Metadata-Version: 2.4
Name: agent-strace
Version: 0.4.0
Summary: strace for AI agents. Capture and replay every tool call, LLM request, and decision point.
Project-URL: Homepage, https://github.com/Siddhant-K-code/agent-trace
Project-URL: Repository, https://github.com/Siddhant-K-code/agent-trace
Project-URL: Issues, https://github.com/Siddhant-K-code/agent-trace/issues
Project-URL: Documentation, https://github.com/Siddhant-K-code/agent-trace#readme
Author-email: Siddhant Khare <siddhantkhare2694@gmail.com>
License-Expression: MIT
License-File: LICENSE
Keywords: agents,ai,llm,mcp,observability,tool-calls,tracing
Classifier: Development Status :: 3 - Alpha
Classifier: Intended Audience :: Developers
Classifier: License :: OSI Approved :: MIT License
Classifier: Programming Language :: Python :: 3
Classifier: Programming Language :: Python :: 3.10
Classifier: Programming Language :: Python :: 3.11
Classifier: Programming Language :: Python :: 3.12
Classifier: Programming Language :: Python :: 3.13
Classifier: Topic :: Software Development :: Debuggers
Classifier: Topic :: System :: Monitoring
Requires-Python: >=3.10
Description-Content-Type: text/markdown

# agent-trace

`strace` for AI agents. Capture and replay every tool call, prompt, and response from Claude Code, Cursor, or any MCP client.

## Why

A coding agent rewrites 20 files in a background session. You get a pull request. You do not get the story. Which files did it read first? Why did it call the same tool three times? What failed before it found the fix?

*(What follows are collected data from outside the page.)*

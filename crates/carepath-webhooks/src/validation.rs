//! URL validation and SSRF protection for webhook delivery endpoints.
//!
//! Validates webhook URLs against:
//! - Protocol requirements (HTTPS unless plain HTTP is enabled)
//! - SSRF protections (private/internal IP ranges, cloud metadata endpoints)
//! - Event type validity

use std::collections::BTreeSet;
use std::net::IpAddr;

use crate::error::WebhookError;
use crate::events::WebhookEventType;

/// Which target URLs the subscription manager accepts.
#[derive(Debug, Clone, Copy, Default, PartialEq, Eq)]
pub struct UrlPolicy {
    /// Accept `http://` targets (development only).
    pub allow_http: bool,
    /// Skip the SSRF guard so local receivers can be registered.
    pub allow_private_targets: bool,
}

/// Validate a webhook delivery URL.
///
/// Checks:
/// 1. URL is parseable and absolute
/// 2. Scheme is HTTPS (or HTTP when the policy allows it)
/// 3. Host is not a private/internal address (SSRF protection)
pub fn validate_webhook_url(url: &str, policy: UrlPolicy) -> Result<(), WebhookError> {
    let parsed = url::Url::parse(url)
        .map_err(|e| WebhookError::InvalidUrl(format!("Invalid URL format: {e}")))?;

    match parsed.scheme() {
        "https" => {}
        "http" if policy.allow_http => {}
        "http" => {
            return Err(WebhookError::InvalidUrl(
                "Webhook URLs must use HTTPS".to_string(),
            ));
        }
        scheme => {
            return Err(WebhookError::InvalidUrl(format!(
                "Unsupported URL scheme: {scheme}"
            )));
        }
    }

    if !parsed.username().is_empty() || parsed.password().is_some() {
        return Err(WebhookError::InvalidUrl(
            "Webhook URLs must not embed credentials".to_string(),
        ));
    }

    let host = parsed
        .host_str()
        .ok_or_else(|| WebhookError::InvalidUrl("URL must have a host".to_string()))?;

    if !policy.allow_private_targets {
        validate_host_not_internal(host)?;
    }

    Ok(())
}

// ---------------------------------------------------------------------------
// SSRF protection
// ---------------------------------------------------------------------------

/// Validate that a host is not a private/internal address.
///
/// Blocks:
/// - Loopback addresses (127.0.0.0/8)
/// - Private networks (10.0.0.0/8, 172.16.0.0/12, 192.168.0.0/16)
/// - Link-local (169.254.0.0/16, the cloud metadata endpoint)
/// - CGNAT (100.64.0.0/10)
/// - IPv6 loopback, unspecified, unique-local and link-local
/// - Internal hostnames (localhost, *.internal, *.local)
pub fn validate_host_not_internal(host: &str) -> Result<(), WebhookError> {
    // `Url::host_str` keeps the brackets around IPv6 literals.
    let bare = host.trim_start_matches('[').trim_end_matches(']');
    if let Ok(ip) = bare.parse::<IpAddr>() {
        if is_internal_ip(&ip) {
            return Err(WebhookError::SsrfDetected(format!(
                "Destination host {host} is a private/internal address"
            )));
        }
    }

    let lower = host.to_ascii_lowercase();
    if lower == "localhost"
        || lower.ends_with(".localhost")
        || lower.ends_with(".internal")
        || lower.ends_with(".local")
    {
        return Err(WebhookError::SsrfDetected(format!(
            "Destination host {host} is a restricted internal hostname"
        )));
    }

    Ok(())
}

fn is_internal_ip(ip: &IpAddr) -> bool {
    match ip {
        IpAddr::V4(v4) => {
            v4.is_loopback()                // 127.0.0.0/8
                || v4.is_private()          // 10.0.0.0/8, 172.16.0.0/12, 192.168.0.0/16
                || v4.is_link_local()       // 169.254.0.0/16
                || v4.is_broadcast()
                || v4.is_unspecified()
                || (v4.octets()[0] == 100 && (v4.octets()[1] & 0xC0) == 64) // 100.64.0.0/10 (CGNAT)
        }
        IpAddr::V6(v6) => {
            if let Some(mapped) = v6.to_ipv4_mapped() {
                return is_internal_ip(&IpAddr::V4(mapped));
            }
            let first = v6.segments()[0];
            v6.is_loopback()
                || v6.is_unspecified()
                || (first & 0xfe00) == 0xfc00 // fc00::/7 unique local
                || (first & 0xffc0) == 0xfe80 // fe80::/10 link local
        }
    }
}

// ---------------------------------------------------------------------------
// Event type validation
// ---------------------------------------------------------------------------

/// Parse event tags into a set, rejecting unknown tags and empty input.
pub fn parse_event_types(event_types: &[String]) -> Result<BTreeSet<WebhookEventType>, WebhookError> {
    if event_types.is_empty() {
        return Err(WebhookError::Validation(
            "at least one event type is required".to_string(),
        ));
    }
    event_types
        .iter()
        .map(|et| {
            WebhookEventType::parse(et)
                .ok_or_else(|| WebhookError::Validation(format!("Unknown event type: {et}")))
        })
        .collect()
}

#[cfg(test)]
mod tests {
    use super::*;

    const STRICT: UrlPolicy = UrlPolicy {
        allow_http: false,
        allow_private_targets: false,
    };

    #[test]
    fn test_valid_https_url() {
        assert!(validate_webhook_url("https://example.com/webhooks", STRICT).is_ok());
        assert!(validate_webhook_url("https://hooks.example.com:8443/callback", STRICT).is_ok());
    }

    #[test]
    fn test_http_requires_opt_in() {
        let result = validate_webhook_url("http://example.com/webhooks", STRICT);
        assert!(matches!(result, Err(WebhookError::InvalidUrl(_))));

        let dev = UrlPolicy {
            allow_http: true,
            ..STRICT
        };
        assert!(validate_webhook_url("http://example.com/webhooks", dev).is_ok());
    }

    #[test]
    fn test_invalid_urls() {
        assert!(validate_webhook_url("not-a-url", STRICT).is_err());
        assert!(validate_webhook_url("/relative/path", STRICT).is_err());
        assert!(validate_webhook_url("ftp://example.com/webhooks", STRICT).is_err());
        assert!(validate_webhook_url("https://user:pw@example.com/", STRICT).is_err());
    }

    #[test]
    fn test_ssrf_blocks_private_ranges() {
        for host in [
            "127.0.0.1",
            "10.0.0.1",
            "172.16.0.1",
            "192.168.255.255",
            "169.254.169.254",
            "100.64.0.1",
            "0.0.0.0",
            "::1",
            "[::1]",
            "fd00::1",
            "fe80::1",
            "::ffff:10.0.0.1",
        ] {
            assert!(
                validate_host_not_internal(host).is_err(),
                "{host} should be blocked"
            );
        }
    }

    #[test]
    fn test_ssrf_blocks_internal_hostnames() {
        for host in [
            "localhost",
            "LOCALHOST",
            "metadata.google.internal",
            "myhost.local",
            "api.localhost",
        ] {
            assert!(validate_host_not_internal(host).is_err());
        }
    }

    #[test]
    fn test_ssrf_allows_public_hosts() {
        assert!(validate_host_not_internal("8.8.8.8").is_ok());
        assert!(validate_host_not_internal("hooks.myapp.io").is_ok());
        assert!(validate_host_not_internal("2001:4860:4860::8888").is_ok());
    }

    #[test]
    fn test_ssrf_url_integration() {
        let result = validate_webhook_url("https://10.0.0.1/webhook", STRICT);
        assert!(matches!(result, Err(WebhookError::SsrfDetected(_))));

        let local = UrlPolicy {
            allow_http: true,
            allow_private_targets: true,
        };
        assert!(validate_webhook_url("http://127.0.0.1:8080/hook", local).is_ok());
    }

    #[test]
    fn test_parse_event_types() {
        let parsed = parse_event_types(&[
            "journey.stage_changed".to_string(),
            "survey.completed".to_string(),
            "journey.stage_changed".to_string(),
        ])
        .unwrap();
        assert_eq!(parsed.len(), 2);
        assert!(parsed.contains(&WebhookEventType::SurveyCompleted));
    }

    #[test]
    fn test_parse_event_types_rejects_unknown_and_empty() {
        let err = parse_event_types(&["invalid.event".to_string()]).unwrap_err();
        assert!(err.to_string().contains("invalid.event"));
        assert!(parse_event_types(&[]).is_err());
    }
}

Most tools trace LLM calls. That is one layer. The gap is everything around it: tool calls, file operations, decision points, error recovery, the actual commands the agent ran. `agent-strace` captures the full session and lets you replay it later. Export to Datadog, Honeycomb, New Relic, or Splunk when you need production observability.

## Install

```bash
# With uv (recommended)
uv tool install agent-strace

# Or with pip
pip install agent-strace

# Or run without installing
uvx agent-strace replay
```

**Zero dependencies.** Python 3.10+ standard library only.

## Quick start

### Option 1: Claude Code hooks (full session capture)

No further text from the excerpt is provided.